A recent survey of 55 third-party payers found that 81 percent are covering Avastin for breast cancer, according to Reimbursement Intelligence, a market research firm, which conducted its survey shortly before the June 29 FDA hearing. Of those providing coverage, payers responded by saying they will take cues from either the FDA or the NCCN.
Meanwhile, the Centers for Medicare & Medicaid Services earlier this month indicated that coverage will continue, even if treatment amounts to off-label usage. CMS is not bound by whatever choice is ultimately made by Hamburg. The agency, of course, is required to cover FDA-approved indications for cancer drugs, but off-label coverage is not required (back story).
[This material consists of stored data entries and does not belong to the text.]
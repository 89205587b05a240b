use std::fs::{self, File};
use std::io::{Read, Write};
use std::path::Path;

use anyhow::{Context, Result};
use chrono::{DateTime, SecondsFormat, Utc};
use serde::Serialize;
use sha2::{Digest, Sha256};

pub fn now_utc_string() -> String {
    Utc::now().to_rfc3339_opts(SecondsFormat::Secs, true)
}

pub fn utc_compact_string(ts: DateTime<Utc>) -> String {
    ts.format("%Y%m%dT%H%M%SZ").to_string()
}

pub fn ensure_directory(path: &Path) -> Result<()> {
    fs::create_dir_all(path)
        .with_context(|| format!("failed to create directory: {}", path.display()))
}

pub fn copy_file(src: &Path, dst: &Path) -> Result<()> {
    fs::copy(src, dst)
        .with_context(|| format!("failed to copy {} -> {}", src.display(), dst.display()))?;
    Ok(())
}

pub fn sha256_file(path: &Path) -> Result<String> {
    let mut file = File::open(path)
        .with_context(|| format!("failed to open file for hashing: {}", path.display()))?;

    let mut hasher = Sha256::new();
    let mut buf = [0_u8; 8192];

    loop {
        let count = file
            .read(&mut buf)
            .with_context(|| format!("failed to read file for hashing: {}", path.display()))?;
        if count == 0 {
            break;
        }
        hasher.update(&buf[..count]);
    }

    Ok(format!("{:x}", hasher.finalize()))
}

pub fn write_json_pretty<T: Serialize>(path: &Path, value: &T) -> Result<()> {
    if let Some(parent) = path.parent().filter(|parent| !parent.as_os_str().is_empty()) {
        ensure_directory(parent)?;
    }

    let data = serde_json::to_vec_pretty(value)
        .with_context(|| format!("failed to serialize json: {}", path.display()))?;

    let mut file = File::create(path)
        .with_context(|| format!("failed to create json file: {}", path.display()))?;
    file.write_all(&data)
        .with_context(|| format!("failed to write json file: {}", path.display()))?;
    file.write_all(b"\n")
        .with_context(|| format!("failed to finalize json file: {}", path.display()))?;

    Ok(())
}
In explaining their initial decision, FDA officials cited the results of clinical studies and determined the data indicate Avastin does not prolong overall survival in breast cancer patients or provide a sufficient benefit in slowing disease progression to outweigh significant risks. These include severe high blood pressure; bleeding and hemorrhage; development of perforations in the body, including in the nose, stomach, and intestines; swelling of the brain, and heart attack or heart failure (read the memo).
But the NCCN decided that Avastin, “in combination with paclitaxel, is an appropriate therapeutic option for metastatic breast cancer with the evidence designation 2A,” which means more payers are likely to cover Avastin for breast cancer, according to Rhonda Greenapple of Reimbursement Intelligence. (You can read the guidelines here, but have to register first).
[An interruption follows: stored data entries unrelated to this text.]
use super::*;

pub trait PageStore {
    // Must succeed when `path` already exists.
    fn ensure_dir(&self, path: &Path) -> Result<()>;
    fn copy_bytes(&self, src: &Path, dst: &Path) -> Result<()>;
}

#[derive(Debug, Default, Clone, Copy)]
pub struct LocalPageStore;

impl PageStore for LocalPageStore {
    fn ensure_dir(&self, path: &Path) -> Result<()> {
        ensure_directory(path)
    }

    fn copy_bytes(&self, src: &Path, dst: &Path) -> Result<()> {
        copy_file(src, dst)
    }
}

pub fn output_path(output_root: &Path, coordinate: SegmentCoordinate, extension: &str) -> PathBuf {
    output_root
        .join(format!("form{}", coordinate.form_index))
        .join(format!("page-{}.{}", coordinate.page_index, extension))
}

#[derive(Debug, Clone)]
pub struct OutputPathParser {
    file_name: Regex,
    form_dir: Regex,
}

impl OutputPathParser {
    pub fn new() -> Result<Self> {
        Ok(Self {
            file_name: Regex::new(r"^page-(\d+)\.[^.]+$")
                .context("failed to compile output page regex")?,
            form_dir: Regex::new(r"^form(\d+)$").context("failed to compile output form regex")?,
        })
    }

    pub fn parse(&self, path: &Path) -> Option<SegmentCoordinate> {
        let page_index = self
            .file_name
            .captures(path.file_name()?.to_str()?)?
            .get(1)?
            .as_str()
            .parse()
            .ok()?;
        let form_index = self
            .form_dir
            .captures(path.parent()?.file_name()?.to_str()?)?
            .get(1)?
            .as_str()
            .parse()
            .ok()?;

        Some(SegmentCoordinate {
            form_index,
            page_index,
        })
    }
}

pub fn existing_output_pages(output_root: &Path) -> Result<Vec<SegmentCoordinate>> {
    if !output_root.is_dir() {
        return Ok(Vec::new());
    }

    let parser = OutputPathParser::new()?;
    let mut found = Vec::new();

    let forms = fs::read_dir(output_root)
        .with_context(|| format!("failed to read {}", output_root.display()))?;
    for form in forms {
        let form = form
            .with_context(|| format!("failed to read entry in {}", output_root.display()))?
            .path();
        if !form.is_dir() {
            continue;
        }

        let pages =
            fs::read_dir(&form).with_context(|| format!("failed to read {}", form.display()))?;
        for page in pages {
            let page =
                page.with_context(|| format!("failed to read entry in {}", form.display()))?;
            if let Some(coordinate) = parser.parse(&page.path()) {
                found.push(coordinate);
            }
        }
    }

    found.sort_by_key(|coordinate| (coordinate.form_index, coordinate.page_index));
    Ok(found)
}

// The first failing directory or copy aborts the pass.
pub fn materialize<S>(
    store: &S,
    output_root: &Path,
    segmented: &[SegmentedPage],
) -> Result<Vec<MaterializedPage>>
where
    S: PageStore + ?Sized,
{
    let mut written = Vec::with_capacity(segmented.len());

    for entry in segmented {
        let destination = output_path(output_root, entry.coordinate, entry.page.extension());
        if let Some(dir) = destination.parent() {
            store
                .ensure_dir(dir)
                .with_context(|| format!("failed to prepare output for page {}", entry.page))?;
        }

        info!(
            source = %entry.page,
            destination = %destination.display(),
            "copying page"
        );
        store.copy_bytes(entry.page.path(), &destination).with_context(|| {
            format!(
                "failed to copy page {} to {}",
                entry.page,
                destination.display()
            )
        })?;

        written.push(MaterializedPage {
            page: entry.page.clone(),
            coordinate: entry.coordinate,
            destination,
        });
    }

    Ok(written)
}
This is how UnitedHealth applies the designation: “This recommendation is based on lower level evidence, but there is uniform consensus that this is appropriate. But recommendations carry the implicit recognition that they may be superseded as higher-level evidence becomes available or as outcomes-based info becomes more prevalent” (read this).
The NCCN also added a footnote: “Randomized clinical trials in metastatic breast cancer document that the addition of (Avastin) to some first or second line chemotherapy agents modestly improves time to progression and response rates, but does not improve overall survival. The time to progression impact may vary among cytotoxic agents and appears greatest with (Avastin) in combination with weekly paclitaxel.”
It is worth noting, by the way, that 10 of the 33 members on the NCCN breast cancer panel have various ties to Roche and its Genentech unit as advisory board members, speakers, consultants, expert witnesses or having received clinical research support. The connections are not a secret – NCCN discloses this info for all panels and staff members on its web site (see here).